In den zurückliegenden acht Jahren lag die PiS-Regierung wegen der Reform des polnischen Justizwesens im Dauerclinch mit Brüssel. Die EU-Kommission hatte mehrere Vertragsverletzungsverfahren gegen Polen eingeleitet und blockiert einen milliardenschweren Corona-Hilfsfonds. Tusk gab sich zuversichtlich, dass sich das bald ändern werde. «Ja, ich werde die ersehnten Milliarden Euro aus Brüssel herbringen», sagte der ehemalige EU-Ratspräsident, der von 2007 bis 2014 schon einmal polnischer Regierungschef war.

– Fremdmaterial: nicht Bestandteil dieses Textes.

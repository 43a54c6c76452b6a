// SPDX-License-Identifier: MIT
// Copyright 2026 Roland Dreier <roland@rolandd.dev>

//! Application error types with consistent API responses.
//!
//! Store and backend failures are converted into this taxonomy at the
//! catalog/ledger boundary; nothing above that layer sees transport errors.

use axum::{
    http::StatusCode,
    response::{IntoResponse, Response},
    Json,
};
use serde::{Deserialize, Serialize};
#[cfg(feature = "binding-generation")]
use ts_rs::TS;

/// Application error type that converts to HTTP responses.
#[derive(Debug, thiserror::Error)]
pub enum AppError {
    #[error("Authentication required")]
    Unauthorized,

    #[error("Invalid request: {0}")]
    BadRequest(String),

    #[error("Purchase service is not initialized")]
    NotInitialized,

    #[error("Store unavailable: {0}")]
    StoreUnavailable(String),

    #[error("No products are available right now")]
    EmptyCatalog,

    #[error("Unknown product: {0}")]
    UnknownProduct(String),

    /// Carries the server message verbatim when the backend rejected the offer.
    #[error("{0}")]
    UnknownOffer(String),

    #[error("Purchase cancelled")]
    UserCancelled,

    /// Carries the server message verbatim, or the client-side shortfall.
    #[error("{0}")]
    InsufficientPoints(String),

    #[error("{0}")]
    ReconciliationFailed(String),

    #[error("{0}")]
    TransientError(String),

    #[error("A redemption is already in progress")]
    RedemptionInProgress,

    #[error("A purchase is already in progress")]
    PurchaseInProgress,

    #[error("Internal server error: {0}")]
    Internal(#[from] anyhow::Error),
}

/// Serializable discriminant of [`AppError`], used in attempt state and
/// diagnostics where the message is not needed.
#[derive(Debug, Clone, Copy, PartialEq, Eq, Hash, Serialize, Deserialize)]
#[serde(rename_all = "snake_case")]
#[cfg_attr(feature = "binding-generation", derive(TS))]
#[cfg_attr(
    feature = "binding-generation",
    ts(export, export_to = "web/src/lib/generated/")
)]
pub enum ErrorKind {
    Unauthorized,
    BadRequest,
    NotInitialized,
    StoreUnavailable,
    EmptyCatalog,
    UnknownProduct,
    UnknownOffer,
    UserCancelled,
    InsufficientPoints,
    ReconciliationFailed,
    TransientError,
    RedemptionInProgress,
    PurchaseInProgress,
    Internal,
}

impl AppError {
    /// Message shown when a purchase reached the store but the server could
    /// not be reached to confirm it.
    pub const RETRY_VERIFICATION_LATER: &'static str =
        "Your purchase went through but could not be confirmed yet. \
         Please try again later; you will not be charged again.";

    /// Generic message for network/backend failures (raw errors are logged, not shown).
    pub const NETWORK_UNAVAILABLE: &'static str =
        "We couldn't reach the server. Please try again.";

    pub fn kind(&self) -> ErrorKind {
        match self {
            AppError::Unauthorized => ErrorKind::Unauthorized,
            AppError::BadRequest(_) => ErrorKind::BadRequest,
            AppError::NotInitialized => ErrorKind::NotInitialized,
            AppError::StoreUnavailable(_) => ErrorKind::StoreUnavailable,
            AppError::EmptyCatalog => ErrorKind::EmptyCatalog,
            AppError::UnknownProduct(_) => ErrorKind::UnknownProduct,
            AppError::UnknownOffer(_) => ErrorKind::UnknownOffer,
            AppError::UserCancelled => ErrorKind::UserCancelled,
            AppError::InsufficientPoints(_) => ErrorKind::InsufficientPoints,
            AppError::ReconciliationFailed(_) => ErrorKind::ReconciliationFailed,
            AppError::TransientError(_) => ErrorKind::TransientError,
            AppError::RedemptionInProgress => ErrorKind::RedemptionInProgress,
            AppError::PurchaseInProgress => ErrorKind::PurchaseInProgress,
            AppError::Internal(_) => ErrorKind::Internal,
        }
    }

    /// Errors the user should never see an alert for.
    pub fn is_silent(&self) -> bool {
        matches!(self, AppError::UserCancelled)
    }

    /// Errors for which the UI offers a retry action.
    pub fn is_retryable(&self) -> bool {
        matches!(self, AppError::TransientError(_))
    }
}

/// JSON error response body
#[derive(Serialize)]
struct ErrorResponse {
    error: ErrorKind,
    #[serde(skip_serializing_if = "Option::is_none")]
    details: Option<String>,
    retryable: bool,
}

impl IntoResponse for AppError {
    fn into_response(self) -> Response {
        let status = match &self {
            AppError::UserCancelled => return StatusCode::NO_CONTENT.into_response(),
            AppError::Unauthorized => StatusCode::UNAUTHORIZED,
            AppError::BadRequest(_) => StatusCode::BAD_REQUEST,
            AppError::NotInitialized | AppError::StoreUnavailable(_) => {
                StatusCode::SERVICE_UNAVAILABLE
            }
            AppError::EmptyCatalog | AppError::UnknownProduct(_) | AppError::UnknownOffer(_) => {
                StatusCode::NOT_FOUND
            }
            AppError::InsufficientPoints(_) => StatusCode::PAYMENT_REQUIRED,
            AppError::ReconciliationFailed(_) | AppError::TransientError(_) => {
                StatusCode::BAD_GATEWAY
            }
            AppError::RedemptionInProgress | AppError::PurchaseInProgress => StatusCode::CONFLICT,
            AppError::Internal(err) => {
                tracing::error!(error = %err, "Internal server error");
                StatusCode::INTERNAL_SERVER_ERROR
            }
        };

        let details = match &self {
            AppError::Internal(_) => None,
            other => Some(other.to_string()),
        };

        let body = ErrorResponse {
            error: self.kind(),
            details,
            retryable: self.is_retryable(),
        };

        (status, Json(body)).into_response()
    }
}

/// Result type alias for handlers and services
pub type Result<T> = std::result::Result<T, AppError>;
// SPDX-License-Identifier: MIT
// Copyright 2026 Roland Dreier <roland@rolandd.dev>

//! Debug-only manual triggers for the purchase and ledger flows.
//!
//! Each trigger calls the same interfaces the production flow uses and
//! records the raw outcome as a typed [`DiagnosticEvent`].

use crate::models::{DiagnosticEvent, DiagnosticPayload};
use crate::services::catalog::ProductCatalog;
use crate::services::purchase::PurchaseOrchestrator;
use crate::services::session::SessionContext;
use std::collections::VecDeque;
use std::sync::Arc;
use tokio::sync::Mutex;

/// Events kept per session (oldest dropped first).
const MAX_EVENTS: usize = 50;

pub struct DiagnosticsReporter {
    ctx: SessionContext,
    catalog: Arc<ProductCatalog>,
    purchases: PurchaseOrchestrator,
    events: Mutex<VecDeque<DiagnosticEvent>>,
}

impl DiagnosticsReporter {
    pub fn new(
        ctx: SessionContext,
        catalog: Arc<ProductCatalog>,
        purchases: PurchaseOrchestrator,
    ) -> Self {
        Self {
            ctx,
            catalog,
            purchases,
            events: Mutex::new(VecDeque::with_capacity(MAX_EVENTS)),
        }
    }

    async fn record(&self, trigger: &'static str, payload: DiagnosticPayload) -> DiagnosticEvent {
        let event = DiagnosticEvent::new(trigger, payload);
        tracing::debug!(user_id = %self.ctx.user_id, trigger, "Diagnostic event recorded");

        let mut events = self.events.lock().await;
        if events.len() == MAX_EVENTS {
            events.pop_front();
        }
        events.push_back(event.clone());
        event
    }

    pub async fn trigger_initialize(&self) -> DiagnosticEvent {
        let payload = match self.catalog.initialize().await {
            Ok(()) => DiagnosticPayload::Initialized,
            Err(e) => DiagnosticPayload::from(&e),
        };
        self.record("initialize", payload).await
    }

    /// Raw catalog fetch; does not initialize first, so `NotInitialized` is observable.
    pub async fn trigger_products(&self) -> DiagnosticEvent {
        let payload = match self.catalog.list_subscriptions().await {
            Ok(products) => DiagnosticPayload::Products { products },
            Err(e) => DiagnosticPayload::from(&e),
        };
        self.record("products", payload).await
    }

    pub async fn trigger_balance(&self) -> DiagnosticEvent {
        let payload = match self.ctx.refresh_balance().await {
            Ok(snapshot) => DiagnosticPayload::Balance {
                balance: snapshot.balance,
            },
            Err(e) => DiagnosticPayload::from(&e),
        };
        self.record("balance", payload).await
    }

    pub async fn trigger_offers(&self) -> DiagnosticEvent {
        let payload = match self.ctx.ledger.refresh_offers().await {
            Ok(offers) => DiagnosticPayload::Offers { offers },
            Err(e) => DiagnosticPayload::from(&e),
        };
        self.record("offers", payload).await
    }

    pub async fn trigger_purchase(&self, product_id: &str) -> DiagnosticEvent {
        let payload = match self.purchases.purchase(product_id).await {
            Ok(attempt) => DiagnosticPayload::Purchase { attempt },
            Err(e) => DiagnosticPayload::from(&e),
        };
        self.record("purchase", payload).await
    }

    pub async fn trigger_restore(&self) -> DiagnosticEvent {
        let payload = match self.purchases.restore_purchases().await {
            Ok(summary) => DiagnosticPayload::Restore {
                checked: summary.checked,
                granted: summary.granted,
                denied: summary.denied,
                failed: summary.failed,
            },
            Err(e) => DiagnosticPayload::from(&e),
        };
        self.record("restore", payload).await
    }

    /// Recorded events, oldest first.
    pub async fn events(&self) -> Vec<DiagnosticEvent> {
        self.events.lock().await.iter().cloned().collect()
    }

    pub async fn clear(&self) {
        self.events.lock().await.clear();
    }
}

Unter seiner Regierung werde Polen durch gute Zusammenarbeit die Position eines «Anführers innerhalb der EU» erreichen, sagte Tusk. «Wir sind umso stärker, umso souveräner, je stärker die Europäische Gemeinschaft ist.» Es sei auch ein Grund für den Sieg des proeuropäischen Dreierbündnisses bei der Parlamentswahl gewesen, dass viele Wähler in Polen sich gewünscht hätten, dass das Land in der EU eine entscheidende Rolle spiele.
Tusk hob hervor, Polen bleibe ein wichtiges und starkes Nato-Mitglied und ein treuer, stabiler und selbstbewusster Verbündeter der USA. Er kündigte an, seine Regierung werde den Westen zu mehr Unterstützung für die angegriffene Ukraine bewegen. Er könne es nicht mehr hören, wenn manche westliche Politiker von einer Ermüdung durch die Situation in der Ukraine sprechen würden. «Wir werden laut und entschieden die volle Mobilisierung der freien westlichen Welt für die Unterstützung der Ukraine in diesem Krieg verlangen.» In ein paar Stunden reise er zum EU-Gipfel nach Brüssel. Dort wolle er «anders als bisher» Wege finden, um Polens traditionelle Verbündeten von der Notwendigkeit der Hilfe zu überzeugen, sagte Tusk weiter.
Seit Beginn des russischen Angriffskriegs gegen die Ukraine gehörte Polen zu den wichtigsten politischen und militärischen Unterstützern seines Nachbarlandes. Zuletzt war es aber unter der Vorgängerregierung zu Spannungen zwischen Warschau und Kiew gekommen.
Tusk stellte auch sein Kabinett vor. Neuer Aussenminister wird der bisherige EU-Parlamentarier Radoslaw Sikorski. Der 59-Jährige war bereits von 2007 bis 2014 Polens Chefdiplomat, davor diente er als Verteidigungsminister. Sikorski gilt als überzeugter Transatlantiker. Das Verteidigungsressort und zugleich das Amt des Vize-Regierungschefs übernimmt Wladyslaw Kosiniak-Kamisz. Der im Ausland wenig bekannte 42-jährige Arzt ist einer der Chefs der Partei Dritter Wegs. Neuer Justizminister wird der 46 Jahre alte Verfassungsrechtler Adam Bodnar. Er war von 2015 bis 2021 Polens Menschenrechtsbeauftragter.